INTRODUCTION: Infant iron status assessments may be difficult to interpret due to infections. The soluble transferrin receptor (sTfR) has been suggested as a biomarker mainly unaffected by the acute phase response. Reference intervals reflecting dynamics of infant growth first year in life are not well established. METHODS: The sTfR and CRP concentrations were measured in samples from 451 term infants with the Roche Cobas platform in umbilical cord, at 48-96 hours, 4 and 12 months. Reference values were constructed as the 2.5th and 97.5th percentiles. The relationship between CRP concentrations >1 mg/L and sTfR was tested by Kendall correlation. RESULTS: Reference intervals for girls and boys were 2.4-9.5 mg/L at birth, 2.9-8.4 mg/L at 48-96 hours, 2.6-5.7 mg/L at 4 months and 3.0-6.3 mg/L at 12 months. No differences between sexes were observed except for at 4 months. sTfR did not covariate with CRP concentrations >1 mg/L except in 48-96 hours samples. CONCLUSION: This study reports reference intervals for sTfR from birth to 12 months of age in a large group of infants in a low-risk area for iron deficiency. sTfR might add value to infant iron status diagnostics since no covariation with CRP was found at birth, at 4 months or at 12 months.

When age really matters; ferritin reference intervals during infancy revisited.

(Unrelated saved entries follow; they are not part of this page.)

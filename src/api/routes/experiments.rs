//! Experiment Routes
//!
//! - GET /api/experiments - List experiments, newest first (skip, limit, search, status)
//! - POST /api/experiments - Create an experiment
//! - GET /api/experiments/:id - Get an experiment
//! - PUT /api/experiments/:id - Partially update an experiment
//! - DELETE /api/experiments/:id - Delete an experiment

use axum::{
    extract::{Path, Query, State},
    http::StatusCode,
    Json,
};
use std::sync::Arc;

use crate::api::dto::{ListParams, MessageResponse};
use crate::api::error::{ApiError, ApiResult};
use crate::api::state::AppState;
use crate::model::{Experiment, ExperimentCreate, ExperimentUpdate, Page};
use crate::service::ExperimentService;

/// GET /api/experiments
pub async fn list_experiments(
    State(state): State<Arc<AppState>>,
    Query(params): Query<ListParams>,
) -> ApiResult<Json<Page<Experiment>>> {
    let pagination = params.pagination()?;
    let filter = params.experiment_filter();

    let page = state
        .db
        .run(move |conn| ExperimentService::list(conn, pagination, &filter))
        .await?;

    Ok(Json(page))
}

/// GET /api/experiments/:id
pub async fn get_experiment(
    State(state): State<Arc<AppState>>,
    Path(id): Path<i64>,
) -> ApiResult<Json<Experiment>> {
    let experiment = state
        .db
        .run(move |conn| ExperimentService::get(conn, id))
        .await?
        .ok_or_else(|| ApiError::not_found("Experiment", id))?;

    Ok(Json(experiment))
}

/// POST /api/experiments
///
/// Answers 409 when the target segment does not exist.
pub async fn create_experiment(
    State(state): State<Arc<AppState>>,
    Json(req): Json<ExperimentCreate>,
) -> ApiResult<(StatusCode, Json<Experiment>)> {
    let experiment = state
        .db
        .run(move |conn| ExperimentService::create(conn, req))
        .await?;

    Ok((StatusCode::CREATED, Json(experiment)))
}

/// PUT /api/experiments/:id
pub async fn update_experiment(
    State(state): State<Arc<AppState>>,
    Path(id): Path<i64>,
    Json(req): Json<ExperimentUpdate>,
) -> ApiResult<Json<Experiment>> {
    let experiment = state
        .db
        .run(move |conn| ExperimentService::update(conn, id, req))
        .await?
        .ok_or_else(|| ApiError::not_found("Experiment", id))?;

    Ok(Json(experiment))
}

/// DELETE /api/experiments/:id
pub async fn delete_experiment(
    State(state): State<Arc<AppState>>,
    Path(id): Path<i64>,
) -> ApiResult<Json<MessageResponse>> {
    let deleted = state
        .db
        .run(move |conn| ExperimentService::delete(conn, id))
        .await?;

    if !deleted {
        return Err(ApiError::not_found("Experiment", id));
    }
    Ok(Json(MessageResponse::new("Experiment deleted successfully")))
}
#![warn(missing_docs)]
#![warn(clippy::missing_docs_in_private_items)]

//! The rules the grader knows and the shape of their configuration.

use std::{
    fmt::{self, Display},
    str::FromStr,
};

use serde::{Deserialize, Serialize};

use super::{Defect, basic, quantity, usage};
use crate::{
    config::{ConfigError, RuleConfig},
    diagram::{Cardinality, Diagram},
};

/// The shape of the configuration value a rule expects.
#[derive(Debug, Clone, Copy, PartialEq, Eq)]
pub enum ConfigShape {
    /// Points only.
    Basic,
    /// `min,max,points`
    Quantity,
    /// `min,max,required_edges,points`
    NaryQuantity,
    /// Cardinalities drawn from the given domain, then points.
    Cardinalities(&'static [Cardinality]),
    /// Cardinality pairs, then points.
    CardinalityPairs,
    /// Coverage/disjointness pairs, then points.
    HierarchyPairs,
}

/// Cardinalities a multivalued attribute may be expected to use.
const ATTRIBUTE_CARDINALITIES: [Cardinality; 3] = [
    Cardinality::ZeroOrOne,
    Cardinality::ZeroOrMany,
    Cardinality::OneOrMany,
];

/// Every rule the grader knows, in evaluation order.
#[derive(Debug, Clone, Copy, PartialEq, Eq, PartialOrd, Ord, Hash, Serialize, Deserialize)]
#[serde(rename_all = "SCREAMING_SNAKE_CASE")]
pub enum RuleId {
    /// All vertices form one connected component.
    SingleComponent,
    /// Every relationship-entity edge carries a cardinality.
    RelationshipCardinality,
    /// Every non-weak entity is identified.
    EntityIdentifier,
    /// Every weak entity is identified through a valid composite.
    WeakEntityIdentifier,
    /// No vertex is unnamed.
    NonEmptyNames,
    /// No two entities or relationships share a name.
    NoDuplicateNames,
    /// No vertex has two attributes with the same name.
    NoDuplicateAttributes,
    /// Multivalued attributes never use cardinality `ONE`.
    MultivaluedAttributeCardinality,
    /// Every generalization has coverage and disjointness.
    HierarchyAnnotations,
    /// Number of entities.
    EntityQuantity,
    /// Number of relationships.
    RelationshipQuantity,
    /// Number of attribute vertices of any kind.
    AttributeQuantity,
    /// Number of multivalued attributes.
    MultivaluedAttributeQuantity,
    /// Number of structured attributes.
    StructuredAttributeQuantity,
    /// Number of weak entities.
    WeakEntityQuantity,
    /// Number of composite identifiers.
    CompositeIdentifierQuantity,
    /// Number of hierarchies.
    HierarchyQuantity,
    /// Number of recursive relationships.
    RecursiveRelationshipQuantity,
    /// Number of entities with more than one identifier.
    MultipleIdentifierQuantity,
    /// Number of relationships reaching many entities.
    NaryRelationshipQuantity,
    /// Cardinalities used on relationship edges.
    RelationshipCardinalityUsage,
    /// Cardinalities used on multivalued attributes.
    AttributeCardinalityUsage,
    /// Cardinality pairs used by single relationships.
    CardinalityPairUsage,
    /// Coverage/disjointness combinations used by generalizations.
    HierarchyUsage,
}

impl RuleId {
    /// All rules, in the order they are checked.
    pub const ALL: [RuleId; 24] = [
        RuleId::SingleComponent,
        RuleId::RelationshipCardinality,
        RuleId::EntityIdentifier,
        RuleId::WeakEntityIdentifier,
        RuleId::NonEmptyNames,
        RuleId::NoDuplicateNames,
        RuleId::NoDuplicateAttributes,
        RuleId::MultivaluedAttributeCardinality,
        RuleId::HierarchyAnnotations,
        RuleId::EntityQuantity,
        RuleId::RelationshipQuantity,
        RuleId::AttributeQuantity,
        RuleId::MultivaluedAttributeQuantity,
        RuleId::StructuredAttributeQuantity,
        RuleId::WeakEntityQuantity,
        RuleId::CompositeIdentifierQuantity,
        RuleId::HierarchyQuantity,
        RuleId::RecursiveRelationshipQuantity,
        RuleId::MultipleIdentifierQuantity,
        RuleId::NaryRelationshipQuantity,
        RuleId::RelationshipCardinalityUsage,
        RuleId::AttributeCardinalityUsage,
        RuleId::CardinalityPairUsage,
        RuleId::HierarchyUsage,
    ];

    /// The configuration key of the rule.
    pub fn key(self) -> &'static str {
        match self {
            RuleId::SingleComponent => "SINGLE_COMPONENT",
            RuleId::RelationshipCardinality => "RELATIONSHIP_CARDINALITY",
            RuleId::EntityIdentifier => "ENTITY_IDENTIFIER",
            RuleId::WeakEntityIdentifier => "WEAK_ENTITY_IDENTIFIER",
            RuleId::NonEmptyNames => "NON_EMPTY_NAMES",
            RuleId::NoDuplicateNames => "NO_DUPLICATE_NAMES",
            RuleId::NoDuplicateAttributes => "NO_DUPLICATE_ATTRIBUTES",
            RuleId::MultivaluedAttributeCardinality => "MULTIVALUED_ATTRIBUTE_CARDINALITY",
            RuleId::HierarchyAnnotations => "HIERARCHY_ANNOTATIONS",
            RuleId::EntityQuantity => "ENTITY_QUANTITY",
            RuleId::RelationshipQuantity => "RELATIONSHIP_QUANTITY",
            RuleId::AttributeQuantity => "ATTRIBUTE_QUANTITY",
            RuleId::MultivaluedAttributeQuantity => "MULTIVALUED_ATTRIBUTE_QUANTITY",
            RuleId::StructuredAttributeQuantity => "STRUCTURED_ATTRIBUTE_QUANTITY",
            RuleId::WeakEntityQuantity => "WEAK_ENTITY_QUANTITY",
            RuleId::CompositeIdentifierQuantity => "COMPOSITE_IDENTIFIER_QUANTITY",
            RuleId::HierarchyQuantity => "HIERARCHY_QUANTITY",
            RuleId::RecursiveRelationshipQuantity => "RECURSIVE_RELATIONSHIP_QUANTITY",
            RuleId::MultipleIdentifierQuantity => "MULTIPLE_IDENTIFIER_QUANTITY",
            RuleId::NaryRelationshipQuantity => "NARY_RELATIONSHIP_QUANTITY",
            RuleId::RelationshipCardinalityUsage => "RELATIONSHIP_CARDINALITY_USAGE",
            RuleId::AttributeCardinalityUsage => "ATTRIBUTE_CARDINALITY_USAGE",
            RuleId::CardinalityPairUsage => "CARDINALITY_PAIR_USAGE",
            RuleId::HierarchyUsage => "HIERARCHY_USAGE",
        }
    }

    /// The value used when the configuration does not mention the rule.
    pub fn default_value(self) -> &'static str {
        match self.shape() {
            ConfigShape::Basic => "1",
            ConfigShape::Quantity if self == RuleId::EntityQuantity => "1,1000,1",
            ConfigShape::Quantity => "0,1000,1",
            ConfigShape::NaryQuantity => "0,1000,3,1",
            ConfigShape::Cardinalities(_) if self == RuleId::RelationshipCardinalityUsage => {
                "ONE,ZERO_OR_MANY,1"
            }
            ConfigShape::Cardinalities(_)
            | ConfigShape::CardinalityPairs
            | ConfigShape::HierarchyPairs => "1",
        }
    }

    /// What the configuration value of the rule looks like.
    pub fn shape(self) -> ConfigShape {
        match self {
            RuleId::SingleComponent
            | RuleId::RelationshipCardinality
            | RuleId::EntityIdentifier
            | RuleId::WeakEntityIdentifier
            | RuleId::NonEmptyNames
            | RuleId::NoDuplicateNames
            | RuleId::NoDuplicateAttributes
            | RuleId::MultivaluedAttributeCardinality
            | RuleId::HierarchyAnnotations => ConfigShape::Basic,
            RuleId::EntityQuantity
            | RuleId::RelationshipQuantity
            | RuleId::AttributeQuantity
            | RuleId::MultivaluedAttributeQuantity
            | RuleId::StructuredAttributeQuantity
            | RuleId::WeakEntityQuantity
            | RuleId::CompositeIdentifierQuantity
            | RuleId::HierarchyQuantity
            | RuleId::RecursiveRelationshipQuantity
            | RuleId::MultipleIdentifierQuantity => ConfigShape::Quantity,
            RuleId::NaryRelationshipQuantity => ConfigShape::NaryQuantity,
            RuleId::RelationshipCardinalityUsage => ConfigShape::Cardinalities(&Cardinality::REAL),
            RuleId::AttributeCardinalityUsage => {
                ConfigShape::Cardinalities(&ATTRIBUTE_CARDINALITIES)
            }
            RuleId::CardinalityPairUsage => ConfigShape::CardinalityPairs,
            RuleId::HierarchyUsage => ConfigShape::HierarchyPairs,
        }
    }

    /// A one-line description for reports.
    pub fn description(self) -> &'static str {
        match self {
            RuleId::SingleComponent => "The diagram is a single connected component",
            RuleId::RelationshipCardinality => "Every relationship edge has a cardinality",
            RuleId::EntityIdentifier => "Every entity has an identifier",
            RuleId::WeakEntityIdentifier => "Weak entities are identified correctly",
            RuleId::NonEmptyNames => "Every element is named",
            RuleId::NoDuplicateNames => "Entity and relationship names are unique",
            RuleId::NoDuplicateAttributes => "Attribute names are unique per owner",
            RuleId::MultivaluedAttributeCardinality => "Multivalued attributes are not `1`",
            RuleId::HierarchyAnnotations => "Hierarchies have coverage and disjointness",
            RuleId::EntityQuantity => "Number of entities",
            RuleId::RelationshipQuantity => "Number of relationships",
            RuleId::AttributeQuantity => {
                "Number of attributes, multivalued and structured ones included"
            }
            RuleId::MultivaluedAttributeQuantity => "Number of multivalued attributes",
            RuleId::StructuredAttributeQuantity => "Number of structured attributes",
            RuleId::WeakEntityQuantity => "Number of weak entities",
            RuleId::CompositeIdentifierQuantity => "Number of composite identifiers",
            RuleId::HierarchyQuantity => "Number of hierarchies",
            RuleId::RecursiveRelationshipQuantity => "Number of recursive relationships",
            RuleId::MultipleIdentifierQuantity => "Number of entities with several identifiers",
            RuleId::NaryRelationshipQuantity => "Number of n-ary relationships",
            RuleId::RelationshipCardinalityUsage => "Cardinalities used on relationships",
            RuleId::AttributeCardinalityUsage => "Cardinalities used on multivalued attributes",
            RuleId::CardinalityPairUsage => "Cardinality pairs used on relationships",
            RuleId::HierarchyUsage => "Kinds of hierarchy used",
        }
    }

    /// Evaluates the rule against `diagram`.
    pub fn check(self, diagram: &Diagram, config: &RuleConfig) -> Result<Defect, ConfigError> {
        match self.shape() {
            ConfigShape::Basic => basic::check(diagram, self, config),
            ConfigShape::Quantity | ConfigShape::NaryQuantity => {
                quantity::check(diagram, self, config)
            }
            ConfigShape::Cardinalities(_)
            | ConfigShape::CardinalityPairs
            | ConfigShape::HierarchyPairs => usage::check(diagram, self, config),
        }
    }
}

impl Display for RuleId {
    fn fmt(&self, f: &mut fmt::Formatter<'_>) -> fmt::Result {
        write!(f, "{}", self.key())
    }
}

/// A configuration key that names no rule.
#[derive(thiserror::Error, Debug, Clone, PartialEq, Eq)]
#[error("`{0}` is not a known rule")]
pub struct UnknownRule(pub String);

impl FromStr for RuleId {
    type Err = UnknownRule;

    fn from_str(s: &str) -> Result<Self, Self::Err> {
        let key = s.trim().to_ascii_uppercase();
        RuleId::ALL
            .into_iter()
            .find(|rule| rule.key() == key)
            .ok_or(UnknownRule(s.to_string()))
    }
}

#[cfg(test)]
mod tests {
    use super::*;

    #[test]
    fn keys_round_trip_through_from_str() {
        for rule in RuleId::ALL {
            assert_eq!(rule.key().parse::<RuleId>(), Ok(rule));
        }
        assert_eq!("entity_quantity".parse::<RuleId>(), Ok(RuleId::EntityQuantity));
        assert!("NOT_A_RULE".parse::<RuleId>().is_err());
    }

    #[test]
    fn keys_match_serde_names() {
        for rule in RuleId::ALL {
            let json = serde_json::to_string(&rule).expect("serialize");
            assert_eq!(json, format!("\"{}\"", rule.key()));
        }
    }

    #[test]
    fn attribute_quantity_says_what_it_counts() {
        let text = RuleId::AttributeQuantity.description();
        assert!(text.contains("multivalued") && text.contains("structured"), "{text}");
    }
}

Infants are at risk for iron deficiency. Despite research advances, assessing iron stores during infancy remains a challenge to the clinician. Ferritin is the first-choice laboratory marker for measuring iron stores but it is today still unclear how to evaluate reference intervals among infants. We have studied Swedish infants (n = 456), born at term after normal pregnancies. Ferritin was measured at birth (umbilical cord sample), 48-72 h, 4 months and 12 months. Lower and upper reference interval limits were constructed as the 2.5th and 97.5th percentiles. By a large study population, we were able to use more stringent measures to avoid interference from the acute phase response than previous reports on ferritin reference intervals. When we used mathematical transformation we furthermore avoided potential information loss in precision and confirmed earlier reports of sex differences. At the lower reference interval limits there were small differences between sexes. For the higher limits, the differences were more pronounced in the older infant. At 0-3 d of age we observed a difference between the sexes of only 5% at the upper limits. The differences peaked at 12 months, where the boys' upper 97.5th percentile was 56% compared to girls.